La coscienza infatti non è semplicemente un vantaggio evolutivo. È anche il suo prezzo più alto. Offre autodeterminazione, immaginazione, progettualità, astrazione, ma porta con sé un difetto interno, quasi un cortocircuito: rende l’essere umano consapevole della propria caducità. In questo senso la coscienza appare meno come il coronamento dell’evoluzione che, come la sua anomalia più costosa, una forma di emersione biologica che, pur provenendo dalla materia cerebrale, produce contenuti che eccedono la mera sopravvivenza materiale.

La religione nasce precisamente qui: come protesi morale, come impalcatura simbolica, come frangiflutti costruito dalla mente contro il mare aperto della propria fine. Non è la prova del divino, ma la prova del fatto che la coscienza, lasciata sola davanti alla morte, fatica a sopportare sé stessa. Per questo inventa codici, ordine, destino, giudizio, eternità. Non per conoscere davvero l’oltre, ma per rendere abitabile l’insostenibile.

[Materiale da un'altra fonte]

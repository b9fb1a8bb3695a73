//! Error types for loading, painting and exporting.

use std::path::PathBuf;

use thiserror::Error;

/// Failure to load the document model.
#[derive(Debug, Error)]
pub enum ModelError {
    #[error("failed to read '{path}': {source}")]
    Io {
        path: PathBuf,
        #[source]
        source: std::io::Error,
    },

    #[error("invalid CV data: {0}")]
    Parse(#[from] serde_json::Error),
}

/// Failure to load a pipeline configuration file.
#[derive(Debug, Error)]
pub enum ConfigError {
    #[error("failed to read config '{path}': {source}")]
    Io {
        path: PathBuf,
        #[source]
        source: std::io::Error,
    },

    #[error("invalid pipeline config: {0}")]
    Parse(#[from] serde_json::Error),
}

/// An unknown picker value.
#[derive(Debug, Error, PartialEq, Eq)]
pub enum SelectionError {
    #[error("unsupported language '{0}' (expected one of en, fr, de, ar, it)")]
    UnknownLanguage(String),

    #[error("unknown layout '{0}' (expected compact or full)")]
    UnknownLayout(String),
}

/// Failure to load a font face.
#[derive(Debug, Error)]
pub enum FontError {
    #[error("failed to read font '{path}': {source}")]
    Io {
        path: PathBuf,
        #[source]
        source: std::io::Error,
    },

    #[error("failed to parse font: {0}")]
    Parse(#[from] ttf_parser::FaceParsingError),
}

/// Failure while laying out the visual document.
#[derive(Debug, Error)]
pub enum PaintError {
    #[error("layout failed: {0}")]
    Layout(#[from] taffy::TaffyError),
}

/// Failure of the export pipeline. Every variant is caught at the control
/// surface boundary and turned into a user-visible notice.
#[derive(Debug, Error)]
pub enum ExportError {
    #[error("nothing has been painted yet")]
    CaptureNotReady,

    #[error("rasterization failed: {0}")]
    Rasterization(String),

    #[error("image encoding failed: {0}")]
    Encode(#[from] image::ImageError),

    #[error("PDF assembly failed: {0}")]
    Pdf(String),

    #[error("export task panicked")]
    TaskPanicked,
}

pub type Result<T, E = ExportError> = std::result::Result<T, E>;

La coscienza è prodotta dal cervello, ma non si esaurisce nella descrizione meccanica dei propri processi. Dalla materia emergono infatti fantasia, creatività, pensiero, proiezione: tutte facoltà che non sono «immateriali» in senso mistico, ma che eccedono la semplice immediatezza biologica da cui sorgono. La religione si innesta in questa eccedenza: trasforma il terrore in racconto, la fine in passaggio, il nulla in tribunale o in ricompensa. Dove il corpo termina, essa costruisce un supplemento narrativo. Dove la vita si spegne, essa inscena una riserva di significato.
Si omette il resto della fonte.